(Items listed in a dataset)
+ + + + +
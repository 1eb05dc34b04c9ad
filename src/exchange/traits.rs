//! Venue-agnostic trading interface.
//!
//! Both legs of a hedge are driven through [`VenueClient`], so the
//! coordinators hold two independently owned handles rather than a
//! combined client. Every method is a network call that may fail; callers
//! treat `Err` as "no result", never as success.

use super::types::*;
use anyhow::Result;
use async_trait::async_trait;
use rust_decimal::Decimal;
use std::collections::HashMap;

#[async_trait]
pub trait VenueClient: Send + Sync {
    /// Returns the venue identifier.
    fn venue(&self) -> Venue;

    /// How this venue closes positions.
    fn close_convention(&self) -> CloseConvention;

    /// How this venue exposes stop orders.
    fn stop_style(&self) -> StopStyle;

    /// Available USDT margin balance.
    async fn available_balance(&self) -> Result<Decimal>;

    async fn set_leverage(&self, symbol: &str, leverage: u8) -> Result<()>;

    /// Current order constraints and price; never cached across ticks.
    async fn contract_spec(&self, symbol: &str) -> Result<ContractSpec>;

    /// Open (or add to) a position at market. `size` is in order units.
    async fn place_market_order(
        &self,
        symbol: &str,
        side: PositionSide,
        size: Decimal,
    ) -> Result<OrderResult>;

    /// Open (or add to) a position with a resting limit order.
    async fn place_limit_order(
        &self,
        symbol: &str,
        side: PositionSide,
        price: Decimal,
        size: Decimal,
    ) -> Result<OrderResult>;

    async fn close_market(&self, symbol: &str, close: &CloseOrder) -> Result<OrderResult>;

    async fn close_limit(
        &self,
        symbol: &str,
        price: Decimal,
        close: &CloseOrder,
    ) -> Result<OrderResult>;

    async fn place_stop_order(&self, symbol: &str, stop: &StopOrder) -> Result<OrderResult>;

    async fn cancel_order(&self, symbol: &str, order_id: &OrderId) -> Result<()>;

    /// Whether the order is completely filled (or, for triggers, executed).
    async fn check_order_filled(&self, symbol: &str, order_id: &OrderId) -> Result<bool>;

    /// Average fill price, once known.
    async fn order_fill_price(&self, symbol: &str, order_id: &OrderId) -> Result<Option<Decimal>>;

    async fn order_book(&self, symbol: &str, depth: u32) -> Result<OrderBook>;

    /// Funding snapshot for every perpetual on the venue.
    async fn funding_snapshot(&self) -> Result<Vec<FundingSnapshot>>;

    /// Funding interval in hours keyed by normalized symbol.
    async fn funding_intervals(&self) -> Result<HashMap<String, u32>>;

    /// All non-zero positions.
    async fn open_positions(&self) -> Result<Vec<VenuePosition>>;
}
+ + + + +
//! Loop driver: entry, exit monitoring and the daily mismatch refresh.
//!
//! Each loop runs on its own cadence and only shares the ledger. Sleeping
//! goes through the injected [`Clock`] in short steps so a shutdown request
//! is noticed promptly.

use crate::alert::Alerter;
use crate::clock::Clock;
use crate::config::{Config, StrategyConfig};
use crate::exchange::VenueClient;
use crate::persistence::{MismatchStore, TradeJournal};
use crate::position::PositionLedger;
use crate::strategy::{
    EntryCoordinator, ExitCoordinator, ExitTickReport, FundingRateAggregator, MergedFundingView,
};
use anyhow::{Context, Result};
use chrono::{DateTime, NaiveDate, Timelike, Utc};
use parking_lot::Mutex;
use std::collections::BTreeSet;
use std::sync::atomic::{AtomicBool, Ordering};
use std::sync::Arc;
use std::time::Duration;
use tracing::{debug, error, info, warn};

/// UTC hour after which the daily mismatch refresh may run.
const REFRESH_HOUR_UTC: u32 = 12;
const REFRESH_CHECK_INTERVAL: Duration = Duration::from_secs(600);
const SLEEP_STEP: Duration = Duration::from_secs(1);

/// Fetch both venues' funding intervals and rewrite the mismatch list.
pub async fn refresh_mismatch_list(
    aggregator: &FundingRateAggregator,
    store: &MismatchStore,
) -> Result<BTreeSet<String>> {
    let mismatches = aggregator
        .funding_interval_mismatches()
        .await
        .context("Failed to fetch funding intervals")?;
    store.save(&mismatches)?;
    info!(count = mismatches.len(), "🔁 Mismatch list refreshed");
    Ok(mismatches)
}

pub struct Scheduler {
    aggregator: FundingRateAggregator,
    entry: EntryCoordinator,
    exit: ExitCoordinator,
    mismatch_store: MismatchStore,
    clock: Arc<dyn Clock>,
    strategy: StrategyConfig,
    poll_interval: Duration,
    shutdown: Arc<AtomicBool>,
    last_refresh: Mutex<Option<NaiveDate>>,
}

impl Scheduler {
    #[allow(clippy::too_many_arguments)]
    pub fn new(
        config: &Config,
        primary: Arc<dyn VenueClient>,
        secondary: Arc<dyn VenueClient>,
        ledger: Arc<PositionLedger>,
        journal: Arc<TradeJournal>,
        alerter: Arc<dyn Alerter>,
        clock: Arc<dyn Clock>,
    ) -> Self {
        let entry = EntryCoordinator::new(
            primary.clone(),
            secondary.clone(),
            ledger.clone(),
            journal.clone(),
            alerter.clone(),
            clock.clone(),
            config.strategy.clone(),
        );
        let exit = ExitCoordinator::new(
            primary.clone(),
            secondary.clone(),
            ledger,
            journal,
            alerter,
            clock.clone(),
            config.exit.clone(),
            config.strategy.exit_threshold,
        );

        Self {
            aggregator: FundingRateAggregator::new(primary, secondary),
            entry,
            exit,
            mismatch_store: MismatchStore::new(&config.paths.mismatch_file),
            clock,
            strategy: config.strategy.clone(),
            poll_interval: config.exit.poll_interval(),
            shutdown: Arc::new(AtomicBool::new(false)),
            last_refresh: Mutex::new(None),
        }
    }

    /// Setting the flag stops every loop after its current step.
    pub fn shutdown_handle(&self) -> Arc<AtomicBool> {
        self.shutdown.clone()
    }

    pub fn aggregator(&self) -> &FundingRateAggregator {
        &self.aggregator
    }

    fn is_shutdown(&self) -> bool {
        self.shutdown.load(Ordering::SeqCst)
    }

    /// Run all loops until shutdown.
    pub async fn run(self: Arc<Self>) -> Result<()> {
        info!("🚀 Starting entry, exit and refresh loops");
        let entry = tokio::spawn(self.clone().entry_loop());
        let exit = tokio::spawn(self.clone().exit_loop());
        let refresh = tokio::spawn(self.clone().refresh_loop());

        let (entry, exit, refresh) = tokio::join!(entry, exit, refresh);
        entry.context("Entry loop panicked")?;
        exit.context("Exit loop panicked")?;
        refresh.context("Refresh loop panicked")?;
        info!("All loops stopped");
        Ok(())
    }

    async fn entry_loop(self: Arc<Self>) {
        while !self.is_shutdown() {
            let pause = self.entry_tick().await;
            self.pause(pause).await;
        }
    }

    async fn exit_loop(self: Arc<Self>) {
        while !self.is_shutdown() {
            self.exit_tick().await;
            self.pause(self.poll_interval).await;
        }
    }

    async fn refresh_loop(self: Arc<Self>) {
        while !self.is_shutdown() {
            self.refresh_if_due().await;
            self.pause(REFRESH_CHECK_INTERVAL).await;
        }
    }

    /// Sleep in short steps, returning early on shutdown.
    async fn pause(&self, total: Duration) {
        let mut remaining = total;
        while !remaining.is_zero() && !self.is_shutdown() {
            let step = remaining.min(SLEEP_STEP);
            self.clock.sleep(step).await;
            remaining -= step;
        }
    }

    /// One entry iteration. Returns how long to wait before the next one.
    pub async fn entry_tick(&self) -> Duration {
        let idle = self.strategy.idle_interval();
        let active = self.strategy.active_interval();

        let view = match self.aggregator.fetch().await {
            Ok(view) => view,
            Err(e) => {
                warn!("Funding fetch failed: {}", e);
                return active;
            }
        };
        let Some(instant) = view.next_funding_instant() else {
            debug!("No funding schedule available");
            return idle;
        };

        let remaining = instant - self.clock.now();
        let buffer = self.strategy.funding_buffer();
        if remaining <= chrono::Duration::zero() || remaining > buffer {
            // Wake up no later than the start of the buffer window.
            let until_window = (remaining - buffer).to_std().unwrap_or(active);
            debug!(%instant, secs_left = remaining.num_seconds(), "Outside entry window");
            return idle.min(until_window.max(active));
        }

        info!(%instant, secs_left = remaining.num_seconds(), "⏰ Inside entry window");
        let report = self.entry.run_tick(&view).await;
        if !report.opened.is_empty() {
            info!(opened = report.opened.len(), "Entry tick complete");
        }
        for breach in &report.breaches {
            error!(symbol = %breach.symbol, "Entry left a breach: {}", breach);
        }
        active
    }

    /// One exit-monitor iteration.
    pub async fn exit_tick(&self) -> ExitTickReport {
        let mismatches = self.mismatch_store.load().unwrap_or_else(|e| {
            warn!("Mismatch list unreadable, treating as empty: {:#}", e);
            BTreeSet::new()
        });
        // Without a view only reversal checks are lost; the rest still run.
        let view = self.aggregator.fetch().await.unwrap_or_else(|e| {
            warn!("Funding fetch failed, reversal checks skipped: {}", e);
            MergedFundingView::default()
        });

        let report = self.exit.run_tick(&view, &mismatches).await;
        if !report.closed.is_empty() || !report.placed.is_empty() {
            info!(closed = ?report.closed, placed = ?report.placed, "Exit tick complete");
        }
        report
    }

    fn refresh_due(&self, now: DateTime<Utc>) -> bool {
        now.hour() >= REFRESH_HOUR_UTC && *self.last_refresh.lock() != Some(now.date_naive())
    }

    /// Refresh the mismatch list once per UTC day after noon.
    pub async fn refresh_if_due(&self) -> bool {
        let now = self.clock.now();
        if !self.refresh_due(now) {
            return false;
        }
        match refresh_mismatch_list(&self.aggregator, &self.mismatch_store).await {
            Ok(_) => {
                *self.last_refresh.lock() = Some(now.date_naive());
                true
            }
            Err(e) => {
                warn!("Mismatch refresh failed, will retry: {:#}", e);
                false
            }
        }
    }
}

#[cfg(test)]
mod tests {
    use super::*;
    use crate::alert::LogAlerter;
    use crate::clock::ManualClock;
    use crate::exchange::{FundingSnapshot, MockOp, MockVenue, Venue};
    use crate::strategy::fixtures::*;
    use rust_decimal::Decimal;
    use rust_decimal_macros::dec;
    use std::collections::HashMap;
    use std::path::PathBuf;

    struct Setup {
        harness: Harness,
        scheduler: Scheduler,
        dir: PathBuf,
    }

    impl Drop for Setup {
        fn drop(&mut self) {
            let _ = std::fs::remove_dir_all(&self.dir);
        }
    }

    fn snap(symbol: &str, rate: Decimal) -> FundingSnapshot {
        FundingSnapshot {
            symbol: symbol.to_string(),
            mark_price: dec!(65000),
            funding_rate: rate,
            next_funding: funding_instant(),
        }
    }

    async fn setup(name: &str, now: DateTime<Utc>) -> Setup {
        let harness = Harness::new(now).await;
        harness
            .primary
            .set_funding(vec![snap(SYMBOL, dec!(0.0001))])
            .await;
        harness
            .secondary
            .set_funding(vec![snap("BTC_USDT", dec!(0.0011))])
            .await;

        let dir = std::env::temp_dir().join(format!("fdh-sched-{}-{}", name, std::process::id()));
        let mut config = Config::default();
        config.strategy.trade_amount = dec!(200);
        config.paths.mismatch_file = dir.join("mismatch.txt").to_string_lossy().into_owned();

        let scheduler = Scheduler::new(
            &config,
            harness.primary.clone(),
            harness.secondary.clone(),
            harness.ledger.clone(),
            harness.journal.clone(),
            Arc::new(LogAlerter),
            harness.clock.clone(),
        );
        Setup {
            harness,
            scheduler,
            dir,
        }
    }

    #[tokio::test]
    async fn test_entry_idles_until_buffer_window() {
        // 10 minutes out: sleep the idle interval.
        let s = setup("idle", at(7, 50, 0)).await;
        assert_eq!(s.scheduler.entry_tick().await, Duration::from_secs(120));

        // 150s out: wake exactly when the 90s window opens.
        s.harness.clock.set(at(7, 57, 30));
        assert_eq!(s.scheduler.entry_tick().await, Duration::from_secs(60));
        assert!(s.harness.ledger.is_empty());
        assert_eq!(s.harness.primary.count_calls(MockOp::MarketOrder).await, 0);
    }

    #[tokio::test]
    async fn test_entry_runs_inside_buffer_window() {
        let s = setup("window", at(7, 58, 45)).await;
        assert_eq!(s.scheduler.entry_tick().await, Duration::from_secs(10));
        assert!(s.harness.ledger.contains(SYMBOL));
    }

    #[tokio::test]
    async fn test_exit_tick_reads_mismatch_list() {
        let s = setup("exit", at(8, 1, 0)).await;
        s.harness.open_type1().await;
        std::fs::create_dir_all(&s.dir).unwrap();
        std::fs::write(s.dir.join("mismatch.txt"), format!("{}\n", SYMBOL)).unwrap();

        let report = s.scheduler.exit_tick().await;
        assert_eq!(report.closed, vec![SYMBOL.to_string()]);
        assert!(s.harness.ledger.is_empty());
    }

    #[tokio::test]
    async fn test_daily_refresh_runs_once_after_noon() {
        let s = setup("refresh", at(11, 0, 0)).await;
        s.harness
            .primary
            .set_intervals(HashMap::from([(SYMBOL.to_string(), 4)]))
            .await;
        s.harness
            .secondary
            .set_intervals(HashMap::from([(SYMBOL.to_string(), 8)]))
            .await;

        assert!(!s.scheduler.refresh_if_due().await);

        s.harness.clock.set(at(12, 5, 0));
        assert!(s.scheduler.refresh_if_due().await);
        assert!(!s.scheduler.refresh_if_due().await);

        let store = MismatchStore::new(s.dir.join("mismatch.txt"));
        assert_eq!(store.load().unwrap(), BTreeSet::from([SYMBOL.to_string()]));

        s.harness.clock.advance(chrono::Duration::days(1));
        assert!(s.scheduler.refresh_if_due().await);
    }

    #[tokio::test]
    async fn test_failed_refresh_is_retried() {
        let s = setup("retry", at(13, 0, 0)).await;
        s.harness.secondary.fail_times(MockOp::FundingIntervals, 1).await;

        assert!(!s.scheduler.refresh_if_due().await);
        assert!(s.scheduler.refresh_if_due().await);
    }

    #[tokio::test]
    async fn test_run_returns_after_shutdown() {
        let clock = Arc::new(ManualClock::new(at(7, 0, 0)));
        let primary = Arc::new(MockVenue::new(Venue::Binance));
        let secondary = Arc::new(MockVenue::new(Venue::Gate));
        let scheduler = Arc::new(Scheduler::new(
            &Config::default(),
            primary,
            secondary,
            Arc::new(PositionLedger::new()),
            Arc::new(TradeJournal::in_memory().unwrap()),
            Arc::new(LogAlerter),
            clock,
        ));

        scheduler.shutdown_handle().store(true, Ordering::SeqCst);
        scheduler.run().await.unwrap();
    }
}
+ + + + +
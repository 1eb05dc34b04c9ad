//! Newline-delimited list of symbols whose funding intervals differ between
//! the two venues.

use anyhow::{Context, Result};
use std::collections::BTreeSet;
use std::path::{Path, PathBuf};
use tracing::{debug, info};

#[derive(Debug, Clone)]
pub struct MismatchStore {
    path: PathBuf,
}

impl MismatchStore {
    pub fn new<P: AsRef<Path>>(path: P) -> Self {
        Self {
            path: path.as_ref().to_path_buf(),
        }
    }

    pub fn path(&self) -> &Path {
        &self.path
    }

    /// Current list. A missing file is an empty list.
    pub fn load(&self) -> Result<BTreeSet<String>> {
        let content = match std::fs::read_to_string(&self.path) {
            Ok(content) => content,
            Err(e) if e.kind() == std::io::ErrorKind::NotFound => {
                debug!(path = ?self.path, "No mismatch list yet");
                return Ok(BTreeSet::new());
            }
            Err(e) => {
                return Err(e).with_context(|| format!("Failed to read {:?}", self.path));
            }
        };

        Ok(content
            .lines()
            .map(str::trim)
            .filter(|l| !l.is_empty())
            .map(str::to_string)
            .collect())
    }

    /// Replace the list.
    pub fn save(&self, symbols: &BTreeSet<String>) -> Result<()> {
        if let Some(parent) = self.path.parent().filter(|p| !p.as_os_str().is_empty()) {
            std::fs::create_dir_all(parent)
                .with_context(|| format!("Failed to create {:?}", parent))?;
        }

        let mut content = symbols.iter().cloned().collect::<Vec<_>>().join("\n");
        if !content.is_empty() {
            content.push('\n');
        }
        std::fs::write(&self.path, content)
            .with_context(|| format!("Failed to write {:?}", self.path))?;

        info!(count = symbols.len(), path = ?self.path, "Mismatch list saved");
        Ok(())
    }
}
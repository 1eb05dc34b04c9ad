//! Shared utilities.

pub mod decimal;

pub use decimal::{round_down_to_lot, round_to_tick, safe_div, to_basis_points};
+ + + + +
What the exercise asks: Find "through" in the data above. Report each line where it appears.

Written response:
//! Both legs of a hedge are driven through [`VenueClient`], so the
//! goes through the injected [`Clock`] in short steps so a shutdown request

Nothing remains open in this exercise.